* _WORKING DATA_:

use actix_web::{HttpResponse, web};
use serde_json::Value;

use crate::auth::Principal;
use crate::error::{AppResult, ErrorBody};
use crate::model::task::Task;
use crate::service::project::{parse_new_task, parse_task_patch};
use crate::state::AppState;

#[utoipa::path(
    get,
    path = "/api/projects/{id}/tasks",
    params(("id", description = "Project id")),
    responses(
        (status = 200, body = [Task]),
        (status = 404, body = ErrorBody)
    ),
    security(("bearer_auth" = [])),
    tag = "Task"
)]
pub async fn list_tasks(
    principal: Principal,
    state: web::Data<AppState>,
    path: web::Path<String>,
) -> AppResult<HttpResponse> {
    let tasks = state.projects.list_tasks(&principal, &path).await?;
    Ok(HttpResponse::Ok().json(tasks))
}

#[utoipa::path(
    post,
    path = "/api/projects/{id}/tasks",
    params(("id", description = "Project id")),
    request_body(
        content = Object,
        example = json!({"title": "Export last year's records", "priority": "high", "assigneeId": "8d3c2b9a"})
    ),
    responses(
        (status = 201, body = Task),
        (status = 400, body = ErrorBody),
        (status = 404, body = ErrorBody)
    ),
    security(("bearer_auth" = [])),
    tag = "Task"
)]
pub async fn create_task(
    principal: Principal,
    state: web::Data<AppState>,
    path: web::Path<String>,
    body: web::Json<Value>,
) -> AppResult<HttpResponse> {
    let input = parse_new_task(&body)?;
    let task = state.projects.create_task(&principal, &path, input).await?;
    Ok(HttpResponse::Created().json(task))
}

#[utoipa::path(
    patch,
    path = "/api/projects/{id}/tasks/{task_id}",
    params(
        ("id", description = "Project id"),
        ("task_id", description = "Task id")
    ),
    request_body(content = Object, example = json!({"status": "in-progress"})),
    responses(
        (status = 200, body = Task),
        (status = 400, body = ErrorBody),
        (status = 404, body = ErrorBody)
    ),
    security(("bearer_auth" = [])),
    tag = "Task"
)]
pub async fn update_task(
    principal: Principal,
    state: web::Data<AppState>,
    path: web::Path<(String, String)>,
    body: web::Json<Value>,
) -> AppResult<HttpResponse> {
    let (project_id, task_id) = path.into_inner();
    let patch = parse_task_patch(&body)?;
    let task = state
        .projects
        .update_task(&principal, &project_id, &task_id, patch)
        .await?;
    Ok(HttpResponse::Ok().json(task))
}

#[utoipa::path(
    delete,
    path = "/api/projects/{id}/tasks/{task_id}",
    params(
        ("id", description = "Project id"),
        ("task_id", description = "Task id")
    ),
    responses(
        (status = 204, description = "Deleted"),
        (status = 404, body = ErrorBody)
    ),
    security(("bearer_auth" = [])),
    tag = "Task"
)]
pub async fn delete_task(
    principal: Principal,
    state: web::Data<AppState>,
    path: web::Path<(String, String)>,
) -> AppResult<HttpResponse> {
    let (project_id, task_id) = path.into_inner();
    state
        .projects
        .delete_task(&principal, &project_id, &task_id)
        .await?;
    Ok(HttpResponse::NoContent().finish())
}
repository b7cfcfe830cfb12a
pub mod pagination;
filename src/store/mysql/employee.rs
use async_trait::async_trait;
use sqlx::{MySql, QueryBuilder};
use tracing::debug;

use super::{MySqlStore, placeholders};
use crate::model::employee::{Employee, EmployeeFilter, EmployeeSummary};
use crate::store::{EmployeeStore, StoreResult};
use crate::utils::pagination::Pagination;

const COLUMNS: &str = "id, employee_code, name, email, position, joining_date, basic_salary, \
                       is_active, created_at, updated_at";

fn push_filter(qb: &mut QueryBuilder<'_, MySql>, filter: &EmployeeFilter) {
    qb.push(" WHERE 1 = 1");
    if let Some(active) = filter.is_active {
        qb.push(" AND is_active = ").push_bind(active);
    }
    if let Some(search) = &filter.search {
        let like = format!("%{}%", search);
        qb.push(" AND (name LIKE ")
            .push_bind(like.clone())
            .push(" OR employee_code LIKE ")
            .push_bind(like.clone())
            .push(" OR email LIKE ")
            .push_bind(like)
            .push(")");
    }
}

#[async_trait]
impl EmployeeStore for MySqlStore {
    async fn insert_employee(&self, e: &Employee) -> StoreResult<()> {
        let query = sqlx::query(
            r#"
            INSERT INTO employees
            (id, employee_code, name, email, position, joining_date, basic_salary, is_active, created_at, updated_at)
            VALUES (?, ?, ?, ?, ?, ?, ?, ?, ?, ?)
            "#,
        )
        .bind(&e.id)
        .bind(&e.employee_code)
        .bind(&e.name)
        .bind(&e.email)
        .bind(&e.position)
        .bind(e.joining_date)
        .bind(e.basic_salary)
        .bind(e.is_active)
        .bind(e.created_at)
        .bind(e.updated_at);

        self.run(query.execute(&self.pool)).await?;
        Ok(())
    }

    async fn employee(&self, id: &str) -> StoreResult<Option<Employee>> {
        let sql = format!("SELECT {COLUMNS} FROM employees WHERE id = ?");
        self.run(
            sqlx::query_as::<_, Employee>(&sql)
                .bind(id)
                .fetch_optional(&self.pool),
        )
        .await
    }

    async fn employee_by_code(
        &self,
        code: &str,
        exclude_id: Option<&str>,
    ) -> StoreResult<Option<Employee>> {
        let sql = format!(
            "SELECT {COLUMNS} FROM employees \
             WHERE employee_code = ? AND (? IS NULL OR id <> ?) LIMIT 1"
        );
        self.run(
            sqlx::query_as::<_, Employee>(&sql)
                .bind(code)
                .bind(exclude_id)
                .bind(exclude_id)
                .fetch_optional(&self.pool),
        )
        .await
    }

    async fn employee_summaries(&self, ids: &[String]) -> StoreResult<Vec<EmployeeSummary>> {
        if ids.is_empty() {
            return Ok(Vec::new());
        }

        let sql = format!(
            "SELECT id, name, employee_code FROM employees WHERE id IN ({})",
            placeholders(ids.len())
        );
        let mut query = sqlx::query_as::<_, EmployeeSummary>(&sql);
        for id in ids {
            query = query.bind(id);
        }

        self.run(query.fetch_all(&self.pool)).await
    }

    async fn list_employees(
        &self,
        filter: &EmployeeFilter,
        page: Pagination,
    ) -> StoreResult<(Vec<Employee>, i64)> {
        let mut count_qb = QueryBuilder::<MySql>::new("SELECT COUNT(*) FROM employees");
        push_filter(&mut count_qb, filter);

        let mut data_qb = QueryBuilder::<MySql>::new(format!("SELECT {COLUMNS} FROM employees"));
        push_filter(&mut data_qb, filter);
        data_qb
            .push(" ORDER BY created_at DESC, id ASC LIMIT ")
            .push_bind(page.limit as i64)
            .push(" OFFSET ")
            .push_bind(page.offset() as i64);

        debug!(sql = %data_qb.sql(), ?filter, page = page.page, limit = page.limit, "Listing employees");

        let count = count_qb.build_query_scalar::<i64>().fetch_one(&self.pool);
        let rows = data_qb.build_query_as::<Employee>().fetch_all(&self.pool);

        let (total, rows) = self.run(async { futures::try_join!(count, rows) }).await?;
        Ok((rows, total))
    }

    async fn update_employee(&self, e: &Employee) -> StoreResult<bool> {
        let query = sqlx::query(
            r#"
            UPDATE employees
            SET employee_code = ?, name = ?, email = ?, position = ?, joining_date = ?,
                basic_salary = ?, is_active = ?, updated_at = ?
            WHERE id = ?
            "#,
        )
        .bind(&e.employee_code)
        .bind(&e.name)
        .bind(&e.email)
        .bind(&e.position)
        .bind(e.joining_date)
        .bind(e.basic_salary)
        .bind(e.is_active)
        .bind(e.updated_at)
        .bind(&e.id);

        let result = self.run(query.execute(&self.pool)).await?;
        Ok(result.rows_affected() > 0)
    }

    async fn delete_employee(&self, id: &str) -> StoreResult<bool> {
        // salary_records restricts, tasks.assignee_id is set to NULL by the FK
        let result = self
            .run(
                sqlx::query("DELETE FROM employees WHERE id = ?")
                    .bind(id)
                    .execute(&self.pool),
            )
            .await?;
        Ok(result.rows_affected() > 0)
    }
}
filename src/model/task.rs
use chrono::{DateTime, Utc};
use serde::{Deserialize, Serialize};
use strum_macros::{AsRefStr, Display, EnumString};
use utoipa::ToSchema;

#[derive(
    Debug, Clone, Copy, PartialEq, Eq, Default, Serialize, Deserialize, ToSchema, Display,
    EnumString, AsRefStr,
)]
#[serde(rename_all = "lowercase")]
#[strum(serialize_all = "lowercase")]
pub enum TaskPriority {
    Low,
    #[default]
    Medium,
    High,
    Urgent,
}

#[derive(
    Debug, Clone, Copy, PartialEq, Eq, Default, Serialize, Deserialize, ToSchema, Display,
    EnumString, AsRefStr,
)]
#[serde(rename_all = "kebab-case")]
#[strum(serialize_all = "kebab-case")]
pub enum TaskStatus {
    #[default]
    Todo,
    InProgress,
    InReview,
    Done,
}

#[derive(Debug, Clone, PartialEq, Serialize, ToSchema)]
#[serde(rename_all = "camelCase")]
pub struct Task {
    pub id: String,
    pub project_id: String,
    pub title: String,
    #[schema(nullable = true)]
    pub description: Option<String>,
    pub priority: TaskPriority,
    pub status: TaskStatus,
    /// Employee id of the assignee
    #[schema(nullable = true)]
    pub assignee_id: Option<String>,
    #[schema(value_type = String, format = "date-time")]
    pub created_at: DateTime<Utc>,
    #[schema(value_type = String, format = "date-time")]
    pub updated_at: DateTime<Utc>,
}

#[derive(Debug, Clone, PartialEq)]
pub struct NewTask {
    pub title: String,
    pub description: Option<String>,
    pub priority: TaskPriority,
    pub status: TaskStatus,
    pub assignee_id: Option<String>,
}

#[derive(Debug, Clone, Default, PartialEq)]
pub struct TaskPatch {
    pub title: Option<String>,
    pub description: Option<Option<String>>,
    pub priority: Option<TaskPriority>,
    pub status: Option<TaskStatus>,
    pub assignee_id: Option<Option<String>>,
}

* _WHAT TO DO_: If the word "MySqlStore" is on a line above, return that line.

* _RESPONSE AREA_:
use super::{MySqlStore, placeholders};
impl EmployeeStore for MySqlStore {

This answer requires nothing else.